Millo ha pronunciado una conferencia en un desayuno organizado por Nueva Economía Forum. En este foro, el dirigente popular se ha referido a la operación contra exdirigentes de CDC supuestamente implicados en el cobro de comisiones del 3% por adjudicación de obra pública. Ha asegurado que “aquí nadie persigue a las personas por sus ideas. El señor Rodrigo Rato fue detenido una semana antes de las elecciones municipales. Debemos defender la independencia de la Justicia”.

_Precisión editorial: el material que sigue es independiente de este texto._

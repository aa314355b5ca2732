//! lszorro - list all Zorro devices

use clap::Parser;
use lszorro::cli::Cli;
use lszorro::errors::{EXIT_GENERAL_ERROR, EXIT_SUCCESS};
use lszorro::logging;
use std::io::{self, BufWriter};
use std::process::ExitCode;

fn main() -> ExitCode {
    let cli = match Cli::try_parse() {
        Ok(cli) => cli,
        Err(e) => {
            let _ = e.print();
            return if e.use_stderr() {
                ExitCode::from(EXIT_GENERAL_ERROR)
            } else {
                ExitCode::from(EXIT_SUCCESS)
            };
        }
    };

    logging::init();

    let stdout = io::stdout();
    let mut out = BufWriter::new(stdout.lock());
    match lszorro::run(&cli, &mut out) {
        Ok(()) => ExitCode::from(EXIT_SUCCESS),
        Err(e) => {
            drop(out);
            eprintln!("lszorro: {}", e);
            ExitCode::from(EXIT_GENERAL_ERROR)
        }
    }
}
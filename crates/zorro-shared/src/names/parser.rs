//! Parser for the `zorro.ids` text format.
//!
//! ```text
//! # comment
//! 07e1  Great Valley Products
//!     0b30  G-Force 040 SCSI
//!     0b40  A1291 SCSI
//! ```
//!
//! A key at column 0 opens a vendor; an indented key is a device of the
//! last vendor, keyed by `(product << 8) | extended_product`.

use crate::error::{NameListError, NameListErrorReason};
use std::collections::hash_map::Entry;
use std::collections::HashMap;

/// Owner of an index entry.
#[derive(Debug, Clone, Copy, PartialEq, Eq, Hash)]
pub enum Scope {
    Vendor,
    Manufacturer(u16),
}

#[derive(Debug, Clone, Copy, PartialEq, Eq, Hash)]
pub struct NameKey {
    pub scope: Scope,
    pub id: u16,
}

impl NameKey {
    pub fn vendor(manufacturer: u16) -> Self {
        Self {
            scope: Scope::Vendor,
            id: manufacturer,
        }
    }

    pub fn device(manufacturer: u16, product: u8, extended_product: u8) -> Self {
        Self {
            scope: Scope::Manufacturer(manufacturer),
            id: ((product as u16) << 8) | extended_product as u16,
        }
    }
}

/// Parsed ID database. Immutable once built.
#[derive(Debug, Clone, Default, PartialEq, Eq)]
pub struct NameIndex {
    entries: HashMap<NameKey, String>,
}

impl NameIndex {
    pub fn vendor(&self, manufacturer: u16) -> Option<&str> {
        self.get(NameKey::vendor(manufacturer))
    }

    pub fn device(&self, manufacturer: u16, product: u8, extended_product: u8) -> Option<&str> {
        self.get(NameKey::device(manufacturer, product, extended_product))
    }

    pub fn get(&self, key: NameKey) -> Option<&str> {
        self.entries.get(&key).map(String::as_str)
    }

    pub fn len(&self) -> usize {
        self.entries.len()
    }

    pub fn is_empty(&self) -> bool {
        self.entries.is_empty()
    }

    /// Number of vendor records.
    pub fn vendor_count(&self) -> usize {
        self.entries
            .keys()
            .filter(|k| k.scope == Scope::Vendor)
            .count()
    }
}

/// Parse the whole database text. Fails on the first bad or duplicate line.
pub fn parse_name_list(text: &str) -> Result<NameIndex, NameListError> {
    let mut entries = HashMap::new();
    let mut current_vendor: Option<u16> = None;

    for (line_idx, raw) in text.split('\n').enumerate() {
        let line_num = line_idx + 1;

        let line = strip_line(raw);
        if line.is_empty() {
            continue;
        }

        let (indented, key, name) = split_record(&line)
            .ok_or(NameListError::new(line_num, NameListErrorReason::Malformed))?;

        let key = if indented {
            let vendor = current_vendor
                .ok_or(NameListError::new(line_num, NameListErrorReason::NoVendor))?;
            NameKey {
                scope: Scope::Manufacturer(vendor),
                id: key,
            }
        } else {
            current_vendor = Some(key);
            NameKey::vendor(key)
        };

        match entries.entry(key) {
            Entry::Occupied(_) => {
                return Err(NameListError::new(line_num, NameListErrorReason::Duplicate))
            }
            Entry::Vacant(slot) => {
                slot.insert(name.to_string());
            }
        }
    }

    Ok(NameIndex { entries })
}

/// Drop the comment, turn tabs into spaces and trim trailing spaces.
fn strip_line(raw: &str) -> String {
    let content = raw.split('#').next().unwrap_or_default();
    let mut line = content.replace('\t', " ");
    let trimmed_len = line.trim_end_matches(' ').len();
    line.truncate(trimmed_len);
    line
}

/// Split `[indent]XXXX <name>` into (indented, key, name).
fn split_record(line: &str) -> Option<(bool, u16, &str)> {
    let rest = line.trim_start_matches(' ');
    let indented = rest.len() != line.len();

    let bytes = rest.as_bytes();
    if bytes.len() < 5 || bytes[4] != b' ' || !bytes[..4].iter().all(u8::is_ascii_hexdigit) {
        return None;
    }
    let key = u16::from_str_radix(&rest[..4], 16).ok()?;
    let name = rest[5..].trim_start_matches(' ');
    if name.is_empty() {
        return None;
    }
    Some((indented, key, name))
}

Los Mossos y los actos del lunes

Confía en que, el próximo lunes, no se produzcan actos de violencia para impedir que el expresidente Artur Mas llegue a juicio, pero ha recordado que evitarlo compete a los Mossos d’Esquadra. Tal como ha publicado hoy Crónica Global, la Assemblea Nacional Catalana (ANC) pretende que la masa ciudadana ejerza la resistencia pasiva para forzar un acto de desobediencia y encumbrar a Artur Mas como presidenciable.

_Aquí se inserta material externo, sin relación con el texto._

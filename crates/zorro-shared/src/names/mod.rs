//! ID to name translation.
//!
//! The database is read at most once, on the first query. A database that
//! cannot be opened switches the resolver to numeric output; one that opens
//! but cannot be read or parsed is a fatal error.

pub mod parser;

pub use parser::{parse_name_list, NameIndex, NameKey, Scope};

use crate::error::NameDbError;
use crate::ETC_ZORRO_IDS;
use once_cell::sync::OnceCell;
use std::fs::File;
use std::io::Read;
use std::path::{Path, PathBuf};
use tracing::debug;

/// Outcome of the one-time load.
#[derive(Debug)]
enum LoadState {
    Loaded(NameIndex),
    /// Database could not be opened; numeric output from now on
    Unavailable,
}

/// Resolves manufacturer and product IDs to display names.
#[derive(Debug)]
pub struct NameDatabase {
    path: PathBuf,
    numeric: bool,
    state: OnceCell<LoadState>,
}

impl Default for NameDatabase {
    fn default() -> Self {
        Self::new(ETC_ZORRO_IDS)
    }
}

impl NameDatabase {
    /// Resolver backed by the database at `path`. Nothing is read yet.
    pub fn new(path: impl Into<PathBuf>) -> Self {
        Self {
            path: path.into(),
            numeric: false,
            state: OnceCell::new(),
        }
    }

    /// Resolver over an already parsed index.
    pub fn from_index(index: NameIndex) -> Self {
        Self {
            path: PathBuf::new(),
            numeric: false,
            state: OnceCell::with_value(LoadState::Loaded(index)),
        }
    }

    /// Force numeric output. The database is then never read.
    pub fn force_numeric(&mut self) {
        self.numeric = true;
    }

    pub fn path(&self) -> &Path {
        &self.path
    }

    /// Numeric output is in effect, forced or after a failed open.
    pub fn is_numeric(&self) -> bool {
        self.numeric || matches!(self.state.get(), Some(LoadState::Unavailable))
    }

    /// Load the database if that has not happened yet.
    ///
    /// Returns the index, or `None` when output is numeric.
    pub fn ensure_loaded(&self) -> Result<Option<&NameIndex>, NameDbError> {
        if self.numeric {
            return Ok(None);
        }
        let state = self.state.get_or_try_init(|| self.load())?;
        match state {
            LoadState::Loaded(index) => Ok(Some(index)),
            LoadState::Unavailable => Ok(None),
        }
    }

    fn load(&self) -> Result<LoadState, NameDbError> {
        let mut file = match File::open(&self.path) {
            Ok(file) => file,
            Err(e) => {
                debug!(
                    path = %self.path.display(),
                    error = %e,
                    "ID database unavailable, using numeric IDs"
                );
                return Ok(LoadState::Unavailable);
            }
        };

        let mut raw = Vec::new();
        file.read_to_end(&mut raw).map_err(|source| NameDbError::Read {
            path: self.path.clone(),
            source,
        })?;

        let text = String::from_utf8_lossy(&raw);
        let index = parse_name_list(&text).map_err(|source| NameDbError::Parse {
            path: self.path.clone(),
            source,
        })?;

        debug!(
            path = %self.path.display(),
            entries = index.len(),
            vendors = index.vendor_count(),
            "loaded ID database"
        );
        Ok(LoadState::Loaded(index))
    }

    /// Vendor name, or `MMMM`.
    pub fn resolve_vendor(&self, manufacturer: u16) -> Result<String, NameDbError> {
        let name = self
            .ensure_loaded()?
            .and_then(|index| index.vendor(manufacturer));
        Ok(match name {
            Some(name) => name.to_string(),
            None => format!("{:04x}", manufacturer),
        })
    }

    /// Device name, or `PP:EE`.
    pub fn resolve_device(
        &self,
        manufacturer: u16,
        product: u8,
        extended_product: u8,
    ) -> Result<String, NameDbError> {
        let name = self
            .ensure_loaded()?
            .and_then(|index| index.device(manufacturer, product, extended_product));
        Ok(match name {
            Some(name) => name.to_string(),
            None => format!("{:02x}:{:02x}", product, extended_product),
        })
    }

    /// One-line description of a device.
    ///
    /// - `"<vendor> <device>"` when both are known
    /// - `"<vendor>: Unknown device PP:EE"` when only the vendor is known
    /// - `"Unknown device MMMM:PP:EE"` when the vendor is unknown
    /// - `"MMMM:PP:EE"` in numeric mode
    pub fn resolve_full(
        &self,
        manufacturer: u16,
        product: u8,
        extended_product: u8,
    ) -> Result<String, NameDbError> {
        let Some(index) = self.ensure_loaded()? else {
            return Ok(format!(
                "{:04x}:{:02x}:{:02x}",
                manufacturer, product, extended_product
            ));
        };

        let vendor = index.vendor(manufacturer);
        let device = index.device(manufacturer, product, extended_product);
        Ok(match (vendor, device) {
            (None, _) => format!(
                "Unknown device {:04x}:{:02x}:{:02x}",
                manufacturer, product, extended_product
            ),
            (Some(vendor), None) => format!(
                "{}: Unknown device {:02x}:{:02x}",
                vendor, product, extended_product
            ),
            (Some(vendor), Some(device)) => format!("{} {}", vendor, device),
        })
    }
}
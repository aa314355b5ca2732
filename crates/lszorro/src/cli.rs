//! CLI - Command-line argument parsing
//!
//! Single-letter switches, one per option, as the tool has always had.

use clap::{ArgAction, Parser};
use std::path::PathBuf;

/// List all Zorro devices
#[derive(Parser, Debug, Default)]
#[command(name = "lszorro")]
#[command(about = "List all Zorro devices", long_about = None)]
#[command(disable_version_flag = true)]
pub struct Cli {
    /// Be verbose (repeat for more detail)
    #[arg(short = 'v', action = ArgAction::Count)]
    pub verbose: u8,

    /// Show numeric IDs
    #[arg(short = 'n')]
    pub numeric: bool,

    /// Show hex-dump of config space
    #[arg(short = 'x', action = ArgAction::Count)]
    pub hex: u8,

    /// Show only device in selected slot
    #[arg(short = 's', value_name = "SLOT", allow_hyphen_values = true)]
    pub slot: Option<String>,

    /// Show only selected devices
    #[arg(
        short = 'd',
        value_name = "[MANUF]:[PROD]:[EPC]",
        allow_hyphen_values = true
    )]
    pub device: Option<String>,

    /// Produce machine-readable output
    #[arg(short = 'm')]
    pub machine: bool,

    /// Use specified ID database instead of /etc/zorro.ids
    #[arg(short = 'i', value_name = "FILE")]
    pub ids_file: Option<PathBuf>,

    /// Use specified bus directory instead of /proc/bus/zorro
    #[arg(short = 'p', value_name = "DIR")]
    pub bus_dir: Option<PathBuf>,

    /// Print version and exit
    #[arg(long)]
    pub version: bool,
}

“El diálogo ha venido a quedarse. Ese es el potente mensaje de madurez que hemos lanzado a Europa y a los ciudadanos, porque necesitan recuperar la confianza”, ha explicado el dirigente popular.

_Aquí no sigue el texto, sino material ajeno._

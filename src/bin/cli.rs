use std::io::{self, Write};
use std::path::{Path, PathBuf};

use chrono::{Local, NaiveDate};
use food_tracker::{
    DayName, LocalCache, MealField, StoreConfig, WeekForm, WeekSchedule, WeekStoreAdapter,
    calendar, guidance, load_week_from_csv, load_week_from_json, options, save_week_to_csv,
    save_week_to_json,
};
use tracing_subscriber::EnvFilter;

const COLUMNS: [&str; 8] = [
    "Jour",
    "Matin",
    "Légume",
    "Viande/Poisson",
    "Fruit",
    "Goûter",
    "Soir",
    "Remarques",
];

fn cell_width(s: &str) -> usize {
    s.chars().count()
}

fn render_week_as_text_table(schedule: &WeekSchedule) -> String {
    let rows: Vec<Vec<String>> = schedule
        .iter()
        .map(|(day, entry)| {
            let mut row = vec![day.to_string()];
            row.extend(MealField::ALL.iter().map(|field| entry.get(*field).to_string()));
            row
        })
        .collect();

    let mut widths: Vec<usize> = COLUMNS.iter().map(|name| cell_width(name)).collect();
    for row in &rows {
        for (ci, value) in row.iter().enumerate() {
            widths[ci] = widths[ci].max(cell_width(value));
        }
    }

    let mut sep = String::from("+");
    for w in &widths {
        sep.push_str(&"-".repeat(*w + 2));
        sep.push('+');
    }

    let push_row = |out: &mut String, cells: &[&str]| {
        out.push('|');
        for (ci, value) in cells.iter().enumerate() {
            out.push(' ');
            out.push_str(value);
            out.push_str(&" ".repeat(widths[ci].saturating_sub(cell_width(value))));
            out.push_str(" |");
        }
        out.push('\n');
    };

    let mut out = String::new();
    out.push_str(&sep);
    out.push('\n');
    push_row(&mut out, &COLUMNS);
    out.push_str(&sep);
    out.push('\n');
    for row in &rows {
        let cells: Vec<&str> = row.iter().map(String::as_str).collect();
        push_row(&mut out, &cells);
    }
    out.push_str(&sep);
    out.push('\n');
    out
}

fn print_week(form: &WeekForm) {
    let dirty = if form.is_dirty() { ", non sauvegardée" } else { "" };
    println!(
        "{} [{}{}]\n{}",
        form.week_label(),
        form.status().label(),
        dirty,
        render_week_as_text_table(form.schedule())
    );
}

fn print_message(form: &WeekForm) {
    if let Some(message) = form.message() {
        println!("{}", message);
    }
}

fn print_help() {
    println!(
        "Commands:\n  help                               Show this help\n  show                               Show the current week\n  set <day> <field> <value...>       Set a field (option text, number or prefix)\n  clear <day> <field>                Clear a field\n  options <field>                    List the choices for a field\n  next | prev | today                Move between weeks\n  goto <YYYY-MM-DD>                  Open the week containing a date\n  new                                Start the week after the latest stored one\n  save                               Save the whole week\n  saveday <day>                      Save a single day\n  reset                              Delete the stored week\n  history                            List stored weeks\n  status                             Check the store for this week\n  pdf [dir]                          Export the week as PDF\n  export csv|json <path>             Write the week to a file\n  import csv|json <path>             Replace the week from a file\n  info                               Feeding notes and recommendations\n  avoid                              Foods to avoid\n  quit|exit                          Exit\n\nFields: morning, vegetable, protein, fruit_lunch, snack, evening, remarks"
    );
}

fn print_options(field: MealField) {
    match field.options() {
        Some(list) => {
            println!("{}:", field.label());
            for (i, option) in list.iter().enumerate() {
                println!("  {:>2}. {}", i + 1, option);
            }
        }
        None => println!("{}: texte libre", field.label()),
    }
}

fn print_guidance() {
    println!("Informations importantes:");
    for note in guidance::IMPORTANT_NOTES {
        println!("  {} : {}", note.title, note.content);
    }
    println!("Recommandations:");
    for note in guidance::RECOMMENDATIONS {
        println!("  {} : {}", note.title, note.content);
    }
}

fn print_avoid() {
    println!("Légumes à éviter: {}", guidance::FORBIDDEN_VEGETABLES.join(", "));
    println!("Viandes/poissons à éviter:");
    for item in guidance::FORBIDDEN_PROTEINS {
        println!("  - {}", item);
    }
    println!("Autres restrictions:");
    for item in guidance::OTHER_RESTRICTIONS {
        println!("  - {}", item);
    }
}

fn parse_day(s: Option<&str>) -> Option<DayName> {
    s.and_then(|s| s.parse().ok())
}

fn parse_field(s: Option<&str>) -> Option<MealField> {
    s.and_then(|s| s.parse().ok())
}

fn open_adapter(config: &StoreConfig) -> io::Result<WeekStoreAdapter> {
    let cache = LocalCache::open(&config.cache_dir).map_err(io::Error::other)?;
    match config.connect() {
        Ok(table) => Ok(WeekStoreAdapter::new(table, cache)),
        Err(e) => {
            println!("Store unavailable ({}), working from the local cache.", e);
            Ok(WeekStoreAdapter::offline(cache))
        }
    }
}

#[tokio::main]
async fn main() -> io::Result<()> {
    tracing_subscriber::fmt()
        .with_env_filter(
            EnvFilter::try_from_default_env().unwrap_or_else(|_| EnvFilter::new("warn")),
        )
        .with_writer(io::stderr)
        .init();

    let config = StoreConfig::from_env();
    let adapter = open_adapter(&config)?;
    let store = adapter.describe();
    let mut form = WeekForm::open(adapter, Local::now().date_naive()).await;

    println!("Suivi alimentaire (CLI) - type 'help' for commands");
    println!("Store: {}\n", store);
    print_message(&form);
    print_week(&form);

    let stdin = io::stdin();
    let mut line = String::new();
    loop {
        print!("> ");
        let _ = io::stdout().flush();
        line.clear();
        match stdin.read_line(&mut line) {
            Ok(0) | Err(_) => break,
            Ok(_) => {}
        }
        let input = line.trim();
        if input.is_empty() {
            continue;
        }

        let mut parts = input.split_whitespace();
        let cmd = parts.next().unwrap_or("");

        match cmd {
            "help" => print_help(),
            "quit" | "exit" => break,
            "show" => print_week(&form),
            "set" => {
                let (Some(day), Some(field)) = (parse_day(parts.next()), parse_field(parts.next()))
                else {
                    println!("Usage: set <day> <field> <value...>");
                    continue;
                };
                let raw = parts.collect::<Vec<_>>().join(" ");
                let Some(value) = options::resolve_option(field, &raw) else {
                    println!("'{}' matches no single option for {}.", raw, field);
                    print_options(field);
                    continue;
                };
                match form.set_field(day, field, &value) {
                    Ok(()) => {
                        println!("{} {} = {}", day, field, value);
                        print_message(&form);
                    }
                    Err(e) => println!("Error: {}", e),
                }
            }
            "clear" => {
                let (Some(day), Some(field)) = (parse_day(parts.next()), parse_field(parts.next()))
                else {
                    println!("Usage: clear <day> <field>");
                    continue;
                };
                match form.set_field(day, field, "") {
                    Ok(()) => println!("{} {} cleared.", day, field),
                    Err(e) => println!("Error: {}", e),
                }
            }
            "options" => match parse_field(parts.next()) {
                Some(field) => print_options(field),
                None => println!("Usage: options <field>"),
            },
            "next" | "prev" | "today" => {
                match cmd {
                    "next" => form.next_week().await,
                    "prev" => form.previous_week().await,
                    _ => form.current_week().await,
                }
                print_message(&form);
                print_week(&form);
            }
            "goto" => {
                let Some(date) = parts
                    .next()
                    .and_then(|s| NaiveDate::parse_from_str(s, "%Y-%m-%d").ok())
                else {
                    println!("Usage: goto <YYYY-MM-DD>");
                    continue;
                };
                form.go_to(date).await;
                print_message(&form);
                print_week(&form);
            }
            "new" => {
                form.new_week().await;
                print_message(&form);
                print_week(&form);
            }
            "save" => {
                form.save().await;
                print_message(&form);
            }
            "saveday" => match parse_day(parts.next()) {
                Some(day) => {
                    form.save_day(day).await;
                    print_message(&form);
                }
                None => println!("Usage: saveday <day>"),
            },
            "reset" => {
                form.reset().await;
                print_message(&form);
            }
            "history" => {
                let keys = form.history().await;
                if keys.is_empty() {
                    println!("No stored weeks.");
                }
                for key in keys {
                    println!("  {}  {}", calendar::week_key(key), calendar::format_week_range(key));
                }
            }
            "status" => {
                let status = form.refresh_status().await;
                println!("{} [{}] via {}", form.week_label(), status.label(), form.adapter().describe());
            }
            "pdf" => {
                let dir = parts.next().map_or_else(|| PathBuf::from("."), PathBuf::from);
                form.export_pdf(&dir);
                print_message(&form);
            }
            "export" => {
                let (Some(format), Some(path)) = (parts.next(), parts.next()) else {
                    println!("Usage: export csv|json <path>");
                    continue;
                };
                let res = match format {
                    "csv" => save_week_to_csv(form.schedule(), Path::new(path)),
                    "json" => save_week_to_json(form.schedule(), Path::new(path)),
                    _ => {
                        println!("Usage: export csv|json <path>");
                        continue;
                    }
                };
                match res {
                    Ok(()) => println!("Week exported to {}", path),
                    Err(e) => println!("Error: {}", e),
                }
            }
            "import" => {
                let (Some(format), Some(path)) = (parts.next(), parts.next()) else {
                    println!("Usage: import csv|json <path>");
                    continue;
                };
                let res = match format {
                    "csv" => load_week_from_csv(Path::new(path)),
                    "json" => load_week_from_json(Path::new(path)),
                    _ => {
                        println!("Usage: import csv|json <path>");
                        continue;
                    }
                };
                match res {
                    Ok(schedule) => {
                        form.replace_schedule(schedule);
                        println!("Week loaded from {}", path);
                        print_week(&form);
                    }
                    Err(e) => println!("Error: {}", e),
                }
            }
            "info" => print_guidance(),
            "avoid" => print_avoid(),
            _ => println!("Unknown command. Type 'help'."),
        }
    }
    Ok(())
}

Ha contrapuesto esta apuesta por el diálogo, consenso y puntos de acuerdo, con las políticas populistas del independentismo, basadas, ha dicho, en la búsqueda de un enemigo exterior y erigirse en el único representante del pueblo. “Fue muy estimulante ver el baño de realidad al que se sometió el presidente Carles Puigdemont en un programa de televisión, donde los ciudadanos le plantearon los problemas reales. Eso es lo que hay solucionar, no crear conflictos inexistentes”, ha añadido.

En su opinión, la mayoría de los catalanes se sienten también españoles, por lo que “no tenemos un conflicto contra nosotros mismos”. “El supuesto problema entre Cataluña y España es, en realidad, un problema entre administraciones”, ha subrayado.

El síndrome del 50% más uno

Respecto al choque de trenes que plantea el referéndum, ha asegurado que el “Gobierno sigue muy de cerca las acciones. Estamos preparados para reaccionar con firmeza y proporcionalidad si se diera el caso. Hay que buscar el punto de equilibrio. Este Gobierno no les fallará a los catalanes y garantizará que nadie esté por encima de la ley. Seremos firmes, no permitiremos ni listas negras ni coacciones a los funcionarios”.

Millo ha apostado por abandonar las grandes gesticulaciones y la épica, y volver a colaborar entre las administraciones. “El referéndum que proponen, además de ser ilegal, ¿qué tiene de ilusionante? Crear bloques entre catalanes es una gran irresponsabilidad, no nos merecemos una Cataluña de vencedores y vencidos, ni caer en el síndrome del 50% más uno. ¿Eso es evolución o retroceso?”, ha reflexionado.

El delegado del Gobierno ha pedido a Puigdemont que salga de su “zona de confort” y enderece el rumbo de su hoja de ruta.

“Ante un escenario de colisión, el Gobierno quiere buscar otras vías de solución. Los ciudadanos nos piden acuerdos y diálogo leal entre administraciones”, ha concluido.